Relations between the Republic of Costa Rica and the Italian peninsula exist since 1849. Both Costa Rica and the Italian Republic are members of the OECD and the United Nations.

==History==
In 1502, as part of his fourth and last voyage, Genoese-born Christopher Columbus landed on what is now the Eastern coast of Costa Rica.

The first contacts between Costa Rica and the Italian states began in 1849 with the recognition of Costa Rica by Ferdinand II from the Kingdom of the Two Sicilies. During the mid-nineteenth century, as Costa Rica and the Italian peninsula were facing internal conflicts, the figures of Giuseppe Garibaldi and Giovanni Battista Culiolo, nicknamed "Leggero", took prominence. According to former Italian ambassador to Costa Rica, Diego Ungaro, Garibaldi visited Leggero in Puntarenas, as the latter was helping the Costa Rican army during the Second Battle of Rivas. In 1861, Costa Rica recognized the Proclamation of the Kingdom of Italy by the Kingdom of Sardinia, and two years later, both Costa Rica and the Kingdom of Italy signed a treaty of friendship.

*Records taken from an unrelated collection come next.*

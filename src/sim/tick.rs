//! Per-frame simulation tick
//!
//! Input events arrive between frames and are latched; each tick consumes
//! the latch, digs if asked, moves the hero, then eases the camera.

use glam::Vec2;

use super::dig::{DigOutcome, dig};
use super::state::GameState;

/// Input commands for a single tick
#[derive(Debug, Clone, Default)]
pub struct TickInput {
    /// Pointer position in world space, if it moved
    pub pointer: Option<Vec2>,
    /// Dig at the pointer this tick
    pub dig: bool,
}

/// Collects pointer and dig events between ticks
#[derive(Debug, Clone, Default)]
pub struct InputLatch {
    pointer: Option<Vec2>,
    dig_held: bool,
    /// A press seen since the last tick, even if already released
    dig_pressed: bool,
}

impl InputLatch {
    pub fn on_pointer_move(&mut self, world_pos: Vec2) {
        self.pointer = Some(world_pos);
    }

    pub fn on_dig_start(&mut self) {
        self.dig_held = true;
        self.dig_pressed = true;
    }

    pub fn on_dig_end(&mut self) {
        self.dig_held = false;
    }

    pub fn is_dig_held(&self) -> bool {
        self.dig_held
    }

    /// Input for the next tick; clears one-shot state
    pub fn take(&mut self) -> TickInput {
        let input = TickInput {
            pointer: self.pointer.take(),
            dig: self.dig_held || self.dig_pressed,
        };
        self.dig_pressed = false;
        input
    }
}

/// Advance the simulation by one frame of `dt_ms` milliseconds
///
/// Hero motion is integrated per tick; `dt_ms` only drives the clock used for
/// timestamps and the digging cue. Returns the dig outcome if a dig ran.
pub fn tick(state: &mut GameState, input: &TickInput, dt_ms: f64) -> Option<DigOutcome> {
    state.time_ticks += 1;
    state.clock_ms += dt_ms;

    if let Some(pointer) = input.pointer {
        state.pointer = pointer;
    }

    let pointer = state.pointer;
    let outcome = if input.dig { Some(dig(state, pointer)) } else { None };

    state.agent.step(state.pointer, &state.world);

    let viewport = state.settings.viewport.size();
    let smoothing = state.settings.camera.smoothing;
    state.camera.follow(state.agent.pos, viewport, smoothing);

    outcome
}

#[cfg(test)]
mod tests {
    use super::*;
    use crate::consts::FRAME_MS;
    use crate::settings::Settings;
    use crate::sim::dig::Ineligible;

    const CENTER: Vec2 = Vec2::new(400.0, 300.0);

    fn solid_settings(seed: u64) -> Settings {
        let mut settings = Settings::with_seed(seed);
        settings.world.rock_threshold = -1.0;
        settings
    }

    #[test]
    fn test_latch_press_release_between_ticks_digs_once() {
        let mut latch = InputLatch::default();
        latch.on_pointer_move(Vec2::new(10.0, 20.0));
        latch.on_dig_start();
        latch.on_dig_end();

        let input = latch.take();
        assert_eq!(input.pointer, Some(Vec2::new(10.0, 20.0)));
        assert!(input.dig);

        let input = latch.take();
        assert_eq!(input.pointer, None);
        assert!(!input.dig);
    }

    #[test]
    fn test_latch_held_digs_every_tick() {
        let mut latch = InputLatch::default();
        latch.on_dig_start();
        for _ in 0..3 {
            assert!(latch.take().dig);
        }
        latch.on_dig_end();
        assert!(!latch.take().dig);
        assert!(!latch.is_dig_held());
    }

    #[test]
    fn test_tick_advances_clock_and_keeps_pointer() {
        let mut state = GameState::new(Settings::default());
        let input = TickInput {
            pointer: Some(CENTER + Vec2::new(100.0, 0.0)),
            dig: false,
        };
        tick(&mut state, &input, FRAME_MS);
        tick(&mut state, &TickInput::default(), FRAME_MS);

        assert_eq!(state.time_ticks, 2);
        assert!((state.clock_ms - 2.0 * FRAME_MS).abs() < 1e-9);
        assert_eq!(state.pointer, CENTER + Vec2::new(100.0, 0.0));
        assert!(state.agent.pos.x > CENTER.x);
        assert!(state.camera.pos.x > 0.0);
    }

    #[test]
    fn test_dig_at_sphere_center_creates_no_tunnel() {
        let mut state = GameState::new(solid_settings(4));
        let input = TickInput {
            pointer: Some(CENTER),
            dig: true,
        };
        for _ in 0..30 {
            let outcome = tick(&mut state, &input, FRAME_MS);
            assert_eq!(outcome, Some(DigOutcome::Ineligible(Ineligible::NoRock)));
        }
        assert!(state.world.tunnels().is_empty());
    }

    #[test]
    fn test_held_dig_tunnels_out_of_sphere() {
        let mut state = GameState::new(solid_settings(8));
        let target = CENTER + Vec2::new(300.0, 0.0);
        let input = TickInput {
            pointer: Some(target),
            dig: true,
        };

        let mut escaped = false;
        for _ in 0..600 {
            tick(&mut state, &input, FRAME_MS);
            assert!(state.agent.speed() <= state.agent.max_speed + 1e-4);
            assert!(state.world.is_traversable(state.agent.pos));
            if state.world.tunnels().iter().any(|t| t.pos.distance(CENTER) > 200.0) {
                escaped = true;
            }
        }

        assert!(escaped, "no tunnel carved outside the sphere");
        assert!(state.agent.pos.distance(CENTER) > 200.0, "hero followed the tunnel");
    }

    #[test]
    fn test_pointer_in_rock_hero_settles() {
        let mut state = GameState::new(solid_settings(9));
        let input = TickInput {
            pointer: Some(CENTER + Vec2::new(0.0, -450.0)),
            dig: false,
        };
        for _ in 0..600 {
            tick(&mut state, &input, FRAME_MS);
            assert!(state.world.is_traversable(state.agent.pos));
        }
        assert!(state.agent.speed() < 0.5);
        assert!(state.agent.pos.y < CENTER.y - 190.0);
    }

    #[test]
    fn test_determinism() {
        let run = || {
            let mut state = GameState::new(Settings::with_seed(77));
            let mut latch = InputLatch::default();
            for i in 0..240 {
                let angle = i as f32 * 0.02;
                latch.on_pointer_move(CENTER + crate::polar_to_cartesian(320.0, angle));
                if i == 10 {
                    latch.on_dig_start();
                }
                let input = latch.take();
                tick(&mut state, &input, FRAME_MS);
            }
            state
        };

        let a = run();
        let b = run();
        assert_eq!(a.agent, b.agent);
        assert_eq!(a.world.tunnels(), b.world.tunnels());
        assert_eq!(a.world.piles(), b.world.piles());
        assert_eq!(a.snapshot(), b.snapshot());
    }
}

Relations between both countries became strained during World War II. On 8 December 1941, one day after the attack on Pearl Harbor, Costa Rica declared war against Japan, and against Germany and Italy three days later. As a result, the Costa Rican government, led by Rafael Ángel Calderón Guardia, persecuted citizens from the Axis powers who were living in Costa Rica, as well as their descendants. In 1944, during the later stages of the war, Costa Rican doctor Carlos Luis Collado Martínez, who had studied in the University of Bologna, was killed in Casalecchio di Reno by the Panzergrenadier Division Großdeutschland during the Italian resistance movement.

After the war, both countries reestablished their relations in 1948.

==Resident diplomatic missions==
- Italy has an embassy in San José and an honorary consulate in Tamarindo.
- Costa Rica has an embassy in Rome and honorary consulates in Bari, Florence, Milan, and Turin.